Scientific classification
- Kingdom: Animalia
- Phylum: Chordata
- Class: Amphibia
- Order: Urodela
- Family: Plethodontidae
- Genus: Plethodon
- Species: P. elongatus
- Binomial name: Plethodon elongatus Van Denburgh, 1916

= Del Norte salamander =

- Authority: Van Denburgh, 1916
- Conservation status: LC

Species of amphibian

The Del Norte salamander (Plethodon elongatus) is a species of salamander in the family Plethodontidae endemic to the United States in southwestern Oregon and northwestern California.

==Description==
Plethodon elongatus is a medium-sized, slender salamander. Adults are 6–7.5 cm from snout to vent, and 11–15 cm in total length.

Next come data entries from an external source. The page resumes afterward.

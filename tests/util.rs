#![allow(dead_code)]
use mesh_splitter::prelude::*;

/// 2x2 quad grid with edges at level -1 and corner vertices at level -2.
///
/// ```text
/// 6---7---8
/// | 2 | 3 |
/// 3---4---5
/// | 0 | 1 |
/// 0---1---2
/// ```
///
/// Edges 0..8 run around the boundary counter-clockwise from `[0,1]`;
/// edges 8..12 are the interior ones `[1,4] [4,7] [3,4] [4,5]`.
pub fn two_by_two() -> Mesh {
    let mut coords = Vec::new();
    for j in 0..3 {
        for i in 0..3 {
            coords.extend([i as f64, j as f64]);
        }
    }
    let mut mesh = Mesh::new("grid", 2, coords).unwrap();
    mesh.set_level(
        0,
        LevelMesh::new(
            vec![CellType::Quadrilateral; 4],
            Connectivity::from_entities([
                [0usize, 1, 4, 3],
                [1, 2, 5, 4],
                [3, 4, 7, 6],
                [4, 5, 8, 7],
            ]),
        )
        .with_families(vec![1, 2, 1, 2]),
    )
    .unwrap();
    mesh.set_level(
        -1,
        LevelMesh::new(
            vec![CellType::Segment; 12],
            Connectivity::from_entities([
                [0usize, 1],
                [1, 2],
                [2, 5],
                [5, 8],
                [8, 7],
                [7, 6],
                [6, 3],
                [3, 0],
                [1, 4],
                [4, 7],
                [3, 4],
                [4, 5],
            ]),
        )
        .with_families(vec![-1, -1, -1, -1, -1, -1, -1, -1, 0, 0, 0, 0]),
    )
    .unwrap();
    mesh.set_level(
        -2,
        LevelMesh::new(
            vec![CellType::Vertex; 4],
            Connectivity::from_entities([[0usize], [2], [6], [8]]),
        ),
    )
    .unwrap();
    mesh.set_node_families(Some(vec![0, 0, 0, 0, -5, 0, 0, 0, 0]));

    let fams = mesh.families_mut();
    fams.add_family("left", 1);
    fams.add_family("right", 2);
    fams.add_family("wall", -1);
    fams.add_family("center", -5);
    fams.add_family_to_group("g_left", "left");
    fams.add_family_to_group("g_right", "right");
    fams.add_family_to_group("g_wall", "wall");
    fams.add_family_to_group("g_center", "center");
    mesh
}

/// `nx` by `ny` quad grid: nodes row by row, every distinct edge at level -1
/// (horizontal edges first, then vertical ones), corner vertices at level -2.
pub fn quad_grid(nx: usize, ny: usize) -> Mesh {
    let node = |i: usize, j: usize| j * (nx + 1) + i;
    let mut coords = Vec::with_capacity((nx + 1) * (ny + 1) * 2);
    for j in 0..=ny {
        for i in 0..=nx {
            coords.extend([i as f64, j as f64]);
        }
    }
    let mut mesh = Mesh::new("quad_grid", 2, coords).unwrap();

    let mut cells = Vec::with_capacity(nx * ny);
    for j in 0..ny {
        for i in 0..nx {
            cells.push([node(i, j), node(i + 1, j), node(i + 1, j + 1), node(i, j + 1)]);
        }
    }
    let families = (0..nx * ny).map(|c| (c % nx % 2) as i32 + 1).collect();
    mesh.set_level(
        0,
        LevelMesh::new(vec![CellType::Quadrilateral; nx * ny], Connectivity::from_entities(cells))
            .with_families(families),
    )
    .unwrap();

    let mut edges = Vec::new();
    for j in 0..=ny {
        for i in 0..nx {
            edges.push([node(i, j), node(i + 1, j)]);
        }
    }
    for j in 0..ny {
        for i in 0..=nx {
            edges.push([node(i, j), node(i, j + 1)]);
        }
    }
    mesh.set_level(
        -1,
        LevelMesh::new(vec![CellType::Segment; edges.len()], Connectivity::from_entities(edges)),
    )
    .unwrap();

    let corners = [node(0, 0), node(nx, 0), node(0, ny), node(nx, ny)];
    mesh.set_level(
        -2,
        LevelMesh::new(
            vec![CellType::Vertex; 4],
            Connectivity::from_entities(corners.iter().map(std::slice::from_ref)),
        ),
    )
    .unwrap();
    mesh
}

/// Strip of `pattern.len()` columns; column `k` is one quad when
/// `pattern[k]` is true and two triangles otherwise.
pub fn mixed_strip(pattern: &[bool]) -> Mesh {
    let n = pattern.len();
    let mut coords = Vec::with_capacity((n + 1) * 4);
    for j in 0..2 {
        for i in 0..=n {
            coords.extend([i as f64, j as f64]);
        }
    }
    let mut mesh = Mesh::new("strip", 2, coords).unwrap();
    let mut types = Vec::new();
    let mut cells: Vec<Vec<usize>> = Vec::new();
    for (k, &quad) in pattern.iter().enumerate() {
        let (a, b, c, d) = (k, k + 1, n + 2 + k, n + 1 + k);
        if quad {
            types.push(CellType::Quadrilateral);
            cells.push(vec![a, b, c, d]);
        } else {
            types.extend([CellType::Triangle; 2]);
            cells.push(vec![a, b, c]);
            cells.push(vec![a, c, d]);
        }
    }
    mesh.set_level(0, LevelMesh::new(types, Connectivity::from_entities(cells)))
        .unwrap();
    mesh
}

/// One-component series with one step per entry of `steps`.
pub fn series(name: &str, steps: Vec<FieldStep>) -> FieldSeries {
    let mut s = FieldSeries::new(name);
    for step in steps {
        s.push_step(step);
    }
    s
}

/// Node step whose value at node `n` is `n + offset`.
pub fn node_step(n_nodes: usize, iteration: i32, offset: f64) -> FieldStep {
    FieldStep::on_nodes(
        StepTime::new(iteration, -1, iteration as f64),
        FieldValues::scalar((0..n_nodes).map(|n| n as f64 + offset).collect()),
    )
}

/// Cell step on `level` whose value at entity `e` is `e + offset`.
pub fn cell_step(level: i32, n_entities: usize, iteration: i32, offset: f64) -> FieldStep {
    FieldStep::on_cells(
        StepTime::new(iteration, -1, iteration as f64),
        Discretization::Cells,
        level,
        FieldValues::scalar((0..n_entities).map(|e| e as f64 + offset).collect()),
    )
}

/// Profiled node step whose value at profile node `n` is `n + offset`.
pub fn profiled_node_step(profile: &Profile, iteration: i32, offset: f64) -> FieldStep {
    FieldStep::on_nodes(
        StepTime::new(iteration, -1, iteration as f64),
        FieldValues::scalar(profile.ids().iter().map(|&n| n as f64 + offset).collect()),
    )
    .with_profile(profile.clone())
}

Limbs are relatively short; toes are short and slightly webbed. Dorsal coloration is dark brown or black. A reddish or reddish-brown straight-edged mid-dorsal stripe may extend from the head to the tip of the tail; the stripe may be less pronounced in older animals.

==Life history==
P. elongatus is a fully terrestrial salamander. Clutch size is three to 11 eggs (mean eight). No free-living larval stage exists, and juveniles hatch completely metamorphosed, measuring about 18 mm in snout–vent length.

==Habitat and conservation==
The species occurs in areas of moist talus and rocky substrates in redwood or Douglas fir forests. It is typically encountered among moss-covered rocks or under bark and other forest litter, usually avoiding very wet areas.

The Del Norte salamander is locally abundant in suitable habitat. It is threatened by habitat loss caused by logging.